As a remote-first, fully distributed team at Thorn, we connect virtually every day with tools like Zoom and Slack. But at least twice a year we get the whole team together for in-person meetings that provide critical team bonding and planning.

One part of my job as People Operations Manager is to put together thoughtful and engaging events for the Thorn team meetings. Yet two weeks before we were all meant to fly to Washington D.C. for our first in-person meeting of 2020, COVID-19 changed our plans.

We’ve been growing quickly and needed that time to connect and to build out the next phase of strategic planning. Suddenly, we had to cancel everything and start over, while still providing those critical intangibles our in-person time normally does.

Change is hard, but we are all doing it, so I wanted to share how we changed, how it went, and confirm that for anyone changing everything to make their team’s work better — you can do it.

How we responded

Our leadership team decided early and decisively in the spread of the coronavirus that we would cancel the in-person summit and ground all work-related travel. We did two critical things to make this pivot a success.

First, we communicated the change of plans and the reasoning.

Second, we named the new normal that our team would be dealing with:

1. A pandemic is an unprecedented event, and everyone will be handling this differently.

2. Staff need extra flexibility to care for themselves, and any family members who are newly reliant on them – children, parents, etc.

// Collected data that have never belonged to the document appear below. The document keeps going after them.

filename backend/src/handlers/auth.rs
// src/handlers/auth.rs

use axum::{
    Extension, Json,
    extract::State,
    http::StatusCode,
    response::IntoResponse,
};
use serde_json::{Map, Value, json};
use sqlx::SqlitePool;

use crate::{
    config::Config,
    error::AppError,
    models::user::{ChangePasswordRequest, LoginRequest, RegisterRequest, User},
    services::accounts,
    utils::jwt::Claims,
};

/// Registers a new user.
///
/// Returns 201 Created and the user object (excluding password).
pub async fn register(
    State(pool): State<SqlitePool>,
    Json(payload): Json<RegisterRequest>,
) -> Result<impl IntoResponse, AppError> {
    let user = accounts::register(&pool, payload).await?;
    Ok((StatusCode::CREATED, Json(user)))
}

/// Authenticates a user and returns a JWT token.
pub async fn login(
    State(pool): State<SqlitePool>,
    State(config): State<Config>,
    Json(payload): Json<LoginRequest>,
) -> Result<impl IntoResponse, AppError> {
    let (token, user) = accounts::authenticate(&pool, &config, &payload).await?;

    Ok(Json(json!({
        "token": token,
        "type": "Bearer",
        "is_admin": user.is_admin
    })))
}

/// Profile of the authenticated user.
pub async fn me(
    State(pool): State<SqlitePool>,
    Extension(claims): Extension<Claims>,
) -> Result<impl IntoResponse, AppError> {
    let user = sqlx::query_as::<_, User>("SELECT * FROM users WHERE id = ?")
        .bind(claims.user_id()?)
        .fetch_optional(&pool)
        .await?
        .ok_or(AppError::NotFound("User not found".to_string()))?;

    Ok(Json(user))
}

/// Updates the caller's username, name or date of birth.
pub async fn update_me(
    State(pool): State<SqlitePool>,
    Extension(claims): Extension<Claims>,
    Json(payload): Json<Map<String, Value>>,
) -> Result<impl IntoResponse, AppError> {
    let user = accounts::update_details(&pool, claims.user_id()?, &payload).await?;
    Ok(Json(user))
}

/// Changes the caller's password. The current password must be given.
pub async fn change_password(
    State(pool): State<SqlitePool>,
    Extension(claims): Extension<Claims>,
    Json(payload): Json<ChangePasswordRequest>,
) -> Result<impl IntoResponse, AppError> {
    accounts::change_password(&pool, claims.user_id()?, payload).await?;
    Ok(StatusCode::NO_CONTENT)
}
// src/services/crud/mod.rs

//! Generic, registry-driven CRUD over the quiz catalogue and user accounts.
//!
//! Every operation resolves a [`ModelKind`], checks its input against the
//! model's field allow-list and runs inside one transaction: validation first,
//! then mutation, then commit. Any early return drops the transaction, which
//! rolls it back.

pub mod fields;
pub mod forms;
pub mod registry;
pub mod store;

use serde::Serialize;
use serde_json::{Map, Value};
use sqlx::{SqliteConnection, SqlitePool};

use crate::{
    error::{AppError, FieldError},
    models::{
        branch::Branch, chapter::Chapter, question::Question, quiz::Quiz, subject::Subject,
        user::User,
    },
};

pub use fields::{FieldKind, FieldMap, FieldSpec, FieldValue, Mode};
pub use registry::ModelKind;

/// A row of any registered model.
#[derive(Debug, Clone, Serialize)]
#[serde(untagged)]
pub enum Record {
    Branch(Branch),
    Subject(Subject),
    Chapter(Chapter),
    Quiz(Quiz),
    Question(Question),
    User(User),
}

fn text(value: &str) -> FieldValue {
    FieldValue::Text(value.to_string())
}

fn optional_text(value: &Option<String>) -> FieldValue {
    value.as_deref().map(text).unwrap_or(FieldValue::Null)
}

fn optional_int(value: Option<i64>) -> FieldValue {
    value.map(FieldValue::Int).unwrap_or(FieldValue::Null)
}

impl Record {
    pub fn id(&self) -> i64 {
        match self {
            Record::Branch(r) => r.id,
            Record::Subject(r) => r.id,
            Record::Chapter(r) => r.id,
            Record::Quiz(r) => r.id,
            Record::Question(r) => r.id,
            Record::User(r) => r.id,
        }
    }

    /// The name-like field searched by list/search.
    fn search_text(&self) -> &str {
        match self {
            Record::Branch(r) => &r.name,
            Record::Subject(r) => &r.name,
            Record::Chapter(r) => &r.name,
            Record::Quiz(r) => &r.name,
            Record::Question(r) => &r.question_text,
            Record::User(r) => &r.username,
        }
    }

    /// Current values of the editable fields (write-only fields excluded).
    fn values(&self) -> FieldMap {
        let mut map = FieldMap::new();
        match self {
            Record::Branch(r) => {
                map.insert("name", text(&r.name));
                map.insert("description", optional_text(&r.description));
            }
            Record::Subject(r) => {
                map.insert("name", text(&r.name));
                map.insert("description", optional_text(&r.description));
                map.insert("branch_id", FieldValue::Int(r.branch_id));
            }
            Record::Chapter(r) => {
                map.insert("name", text(&r.name));
                map.insert("description", optional_text(&r.description));
                map.insert("subject_id", FieldValue::Int(r.subject_id));
            }
            Record::Quiz(r) => {
                map.insert("name", text(&r.name));
                map.insert("chapter_id", FieldValue::Int(r.chapter_id));
                map.insert("subject_id", FieldValue::Int(r.subject_id));
                map.insert("question_count", FieldValue::Int(r.question_count));
                map.insert("time_limit", FieldValue::Int(r.time_limit));
            }
            Record::Question(r) => {
                map.insert("quiz_id", FieldValue::Int(r.quiz_id));
                map.insert("question_text", text(&r.question_text));
                map.insert("option1", text(&r.option1));
                map.insert("option2", text(&r.option2));
                map.insert("option3", text(&r.option3));
                map.insert("option4", text(&r.option4));
                map.insert("correct_option", FieldValue::Int(r.correct_option));
                map.insert("marks", FieldValue::Int(r.marks));
            }
            Record::User(r) => {
                map.insert("username", text(&r.username));
                map.insert("name", text(&r.name));
                map.insert("email", text(&r.email));
                map.insert("dob", r.dob.map(FieldValue::Date).unwrap_or(FieldValue::Null));
                map.insert("is_admin", FieldValue::Bool(r.is_admin));
                map.insert("branch_id", optional_int(r.branch_id));
            }
        }
        map
    }
}

fn not_found(kind: ModelKind, id: i64) -> AppError {
    AppError::NotFound(format!("No {kind} with id {id}"))
}

/// Lists every record of `kind`, or those whose name-like field contains
/// `query` case-insensitively. Read-only.
pub async fn list_or_search(
    pool: &SqlitePool,
    kind: ModelKind,
    query: Option<&str>,
) -> Result<Vec<Record>, AppError> {
    let mut conn = pool.acquire().await?;
    let records = store::load_all(&mut conn, kind).await?;

    let Some(query) = query.filter(|q| !q.is_empty()) else {
        return Ok(records);
    };

    let needle = query.to_lowercase();
    Ok(records
        .into_iter()
        .filter(|record| record.search_text().to_lowercase().contains(&needle))
        .collect())
}

pub async fn find(pool: &SqlitePool, kind: ModelKind, id: i64) -> Result<Record, AppError> {
    let mut conn = pool.acquire().await?;
    store::load_one(&mut conn, kind, id)
        .await?
        .ok_or_else(|| not_found(kind, id))
}

/// Creates a record (`id` absent) or overwrites the submitted fields of an
/// existing one. The merged record must pass full-form validation.
pub async fn add_or_edit(
    pool: &SqlitePool,
    kind: ModelKind,
    id: Option<i64>,
    input: &Map<String, Value>,
) -> Result<Record, AppError> {
    let mut changes = fields::parse(kind, input, Mode::Form)?;

    let mut tx = pool.begin().await?;

    let mut merged = match id {
        Some(id) => store::load_one(&mut tx, kind, id)
            .await?
            .ok_or_else(|| not_found(kind, id))?
            .values(),
        None => FieldMap::new(),
    };

    derive_fields(&mut tx, kind, &mut changes).await?;
    merged.extend(changes.iter().map(|(name, value)| (*name, value.clone())));

    let mut errors = fields::missing_required(kind, &merged, id.is_none());
    if errors.is_empty() {
        errors.extend(forms::validate(kind, &merged)?);
    }
    errors.extend(check_references(&mut tx, kind, &changes).await?);
    errors.extend(check_unique(&mut tx, kind, &changes, id).await?);
    if !errors.is_empty() {
        return Err(AppError::Validation(errors));
    }

    fields::seal_passwords(kind, &mut changes)?;
    let id = write(&mut tx, kind, id, &changes).await?;
    let record = store::load_one(&mut tx, kind, id)
        .await?
        .ok_or_else(|| not_found(kind, id))?;

    tx.commit().await?;
    tracing::info!(model = %kind, id, "record saved");

    Ok(record)
}

/// Quick single-field edits. Only inline-editable fields are accepted and each
/// value is coerced on its own; references must still resolve.
pub async fn inline_edit(
    pool: &SqlitePool,
    kind: ModelKind,
    id: i64,
    input: &Map<String, Value>,
) -> Result<Record, AppError> {
    let mut changes = fields::parse(kind, input, Mode::Inline)?;
    if changes.is_empty() {
        return Err(AppError::BadRequest("No fields to update".to_string()));
    }

    let mut tx = pool.begin().await?;

    if !store::exists(&mut tx, kind, id).await? {
        return Err(not_found(kind, id));
    }

    derive_fields(&mut tx, kind, &mut changes).await?;

    let mut errors = check_references(&mut tx, kind, &changes).await?;
    errors.extend(check_unique(&mut tx, kind, &changes, Some(id)).await?);
    if !errors.is_empty() {
        return Err(AppError::Validation(errors));
    }

    write(&mut tx, kind, Some(id), &changes).await?;
    let record = store::load_one(&mut tx, kind, id)
        .await?
        .ok_or_else(|| not_found(kind, id))?;

    tx.commit().await?;
    tracing::info!(model = %kind, id, fields = changes.len(), "record edited inline");

    Ok(record)
}

/// Deletes a record. Refused while other rows still reference it.
pub async fn delete(
    pool: &SqlitePool,
    kind: ModelKind,
    id: i64,
    actor_id: i64,
) -> Result<(), AppError> {
    if kind == ModelKind::User && id == actor_id {
        return Err(AppError::BadRequest("Cannot delete yourself".to_string()));
    }

    let mut tx = pool.begin().await?;

    if !store::exists(&mut tx, kind, id).await? {
        return Err(not_found(kind, id));
    }

    let mut blockers = Vec::new();
    for dependent in kind.dependents() {
        let count = store::count_dependents(&mut tx, dependent, id).await?;
        if count > 0 {
            blockers.push(format!("{count} {}", dependent.label));
        }
    }
    if !blockers.is_empty() {
        return Err(AppError::Conflict(format!(
            "Cannot delete {kind} {id}: still referenced by {}",
            blockers.join(", ")
        )));
    }

    store::delete(&mut tx, kind, id).await?;
    tx.commit().await?;
    tracing::info!(model = %kind, id, "record deleted");

    Ok(())
}

/// Fills server-computed fields. A quiz's subject always follows its chapter.
async fn derive_fields(
    conn: &mut SqliteConnection,
    kind: ModelKind,
    changes: &mut FieldMap,
) -> Result<(), AppError> {
    if kind != ModelKind::Quiz {
        return Ok(());
    }
    if let Some(FieldValue::Int(chapter_id)) = changes.get("chapter_id").cloned() {
        // A missing chapter is reported by the reference check.
        if let Some(subject_id) = store::chapter_subject(conn, chapter_id).await? {
            changes.insert("subject_id", FieldValue::Int(subject_id));
        }
    }
    Ok(())
}

async fn check_references(
    conn: &mut SqliteConnection,
    kind: ModelKind,
    changes: &FieldMap,
) -> Result<Vec<FieldError>, AppError> {
    let mut errors = Vec::new();
    for (name, value) in changes {
        let (Some(spec), FieldValue::Int(target_id)) = (kind.field(name), value) else {
            continue;
        };
        if let FieldKind::Reference { model } = spec.kind {
            if !store::exists(conn, model, *target_id).await? {
                errors.push(FieldError::new(*name, format!("no {model} with id {target_id}")));
            }
        }
    }
    Ok(errors)
}

async fn check_unique(
    conn: &mut SqliteConnection,
    kind: ModelKind,
    changes: &FieldMap,
    id: Option<i64>,
) -> Result<Vec<FieldError>, AppError> {
    let mut errors = Vec::new();
    for (name, value) in changes {
        let (Some(spec), FieldValue::Text(text)) = (kind.field(name), value) else {
            continue;
        };
        if spec.unique && store::is_taken(conn, kind, spec.column, text, id).await? {
            errors.push(FieldError::new(*name, "is already taken"));
        }
    }
    Ok(errors)
}

async fn write(
    conn: &mut SqliteConnection,
    kind: ModelKind,
    id: Option<i64>,
    changes: &FieldMap,
) -> Result<i64, AppError> {
    let id = match id {
        Some(id) => {
            store::update(conn, kind, id, changes).await?;
            id
        }
        None => store::insert(conn, kind, changes).await?,
    };

    if kind == ModelKind::Chapter {
        if let Some(FieldValue::Int(subject_id)) = changes.get("subject_id") {
            let moved = store::resync_quiz_subjects(conn, id, *subject_id).await?;
            tracing::debug!(chapter = id, subject = subject_id, quizzes = moved, "quiz subjects re-derived");
        }
    }

    Ok(id)
}
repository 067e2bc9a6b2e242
// src/models/question.rs

use serde::{Deserialize, Serialize};
use sqlx::prelude::FromRow;

/// Represents the 'questions' table in the database.
#[derive(Debug, Clone, FromRow, Serialize, Deserialize)]
pub struct Question {
    pub id: i64,

    pub quiz_id: i64,

    /// The text content of the question.
    pub question_text: String,

    pub option1: String,
    pub option2: String,
    pub option3: String,
    pub option4: String,

    /// Slot of the correct option, 1 through 4.
    pub correct_option: i64,

    /// Points awarded when answered correctly.
    pub marks: i64,
}

/// DTO for sending question to quiz takers (excludes the correct option).
#[derive(Debug, Serialize)]
pub struct PublicQuestion {
    pub id: i64,
    pub question_text: String,
    pub options: [String; 4],
    pub marks: i64,
}

impl From<&Question> for PublicQuestion {
    fn from(q: &Question) -> Self {
        Self {
            id: q.id,
            question_text: q.question_text.clone(),
            options: [
                q.option1.clone(),
                q.option2.clone(),
                q.option3.clone(),
                q.option4.clone(),
            ],
            marks: q.marks,
        }
    }
}
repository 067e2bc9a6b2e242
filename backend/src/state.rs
use crate::config::Config;
use axum::extract::FromRef;
use sqlx::SqlitePool;

#[derive(Clone)]
pub struct AppState {
    pub pool: SqlitePool,
    pub config: Config,
}

impl FromRef<AppState> for SqlitePool {
    fn from_ref(state: &AppState) -> Self {
        state.pool.clone()
    }
}

impl FromRef<AppState> for Config {
    fn from_ref(state: &AppState) -> Self {
        state.config.clone()
    }
}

3. Building connections between staff is a key effort in our work to build resilience, and we needed to find a new way to do that.

What we changed

What I love about the culture at Thorn is that when the situation changes, you’re encouraged to change with it. It’s OK to throw everything away and start over. It’s terrifying, and it’s a lot of work, but it also gives the freedom to not only do the right thing but the best thing.

Keeping our three points above in mind, we reimagined our team event as a virtual summit, filled with the joy and inspiration we’d been planning to bring all along.

When I thought about what I was most excited for with our original, in-person meeting, it was the opportunity for small group connections and team surprises. Somehow, I wanted to try to bring these same experiences to our virtual summit. Here’s how we did it;

We protected our time. We’re still hiring and doing a million other day-to-day business tasks. We pushed ourselves to leave those tasks for the week after the team summit, just as we would have if we’d been in person. To help do that we made a standard out-of-office response for staff to use and encouraged everyone to turn on their OOO auto-responder for the entire week.

We kicked off by setting the tone. Conversations with our co-founder and a board member who’s been a leader in child safety for decades created the backdrop from day one. Their message was clear: this situation is challenging, we will adapt, and we will find a path forward. Whatever the long-term impacts of COVID-19 will be, they’re real, and we can’t put our lives and our work on hold until we know every detail. We have to set up our new normal to continue Thorn’s mission: to build the world we believe in, where every kid can be safe, curious, and happy.

We shortened everything. We went from three full days to three days of three-hour blocks where most of that time was optional. We also scheduled many breaks. This accommodated different time zones, shifting work priorities, and acknowledged all the family care our staff was navigating.

We made new digital spaces. New Slack channels, one for logistics, one for sharing screenshots of funny moments from the event, and one with daily prompts for staff to reflect and share back with their team.

One difficult part of being a distributed team is that it can be extremely challenging to create an impromptu connection, like you might when casually sitting down to have lunch in the office or passing someone in the hall. When everything has to be scheduled, and is on your calendar or written down on a company tool like Slack, it’s hard to make things feel organic and informal. New, dedicated channels and processes really helped.

We couldn’t bring people to an event, so we brought physicality to the team. We did this by shipping three boxes to everyone on staff:

Day 1: The first package contained printouts of our most used Slack emojis so people could really get into reacting exuberantly while on our Zoom calls.

Day 2: A candle so we could all celebrate the birthday of one of our products together.

Day 3: A new-swag care package to make those long days from home a little more comfortable and a little more connected. Plus, an inspirational note to remind everyone of the importance of their work and their commitment.

A big goal was to have fun, so we made sure to have some. We decided to hold several employee-led workshops, and they were amazing: A serious review of the Cats movie, a quarantine bake-off, a pet talent show, an MTV cribs remote work tour, a learn to draw session … I could go on. 45 minutes of jokes, and getting to know each other outside of the skills we do every day was hilarious, fun, and totally what we needed.

How did it go?

Let me start by saying that things broke. Zoom broke. Surprise guests were late. A kid (many kids) had a question that they couldn’t hold. And you know what? It was fine! Because we had our dedicated Slack channels for this event, and everyone knew where to ask questions and how to problem-solve.

I am so lucky to be able to work for this team. My Slack direct messages are filled with thoughtful notes from the team that the first-ever Thorn virtual summit was a big success.

It wasn’t perfect, it wasn’t all on script, but it was perfectly us.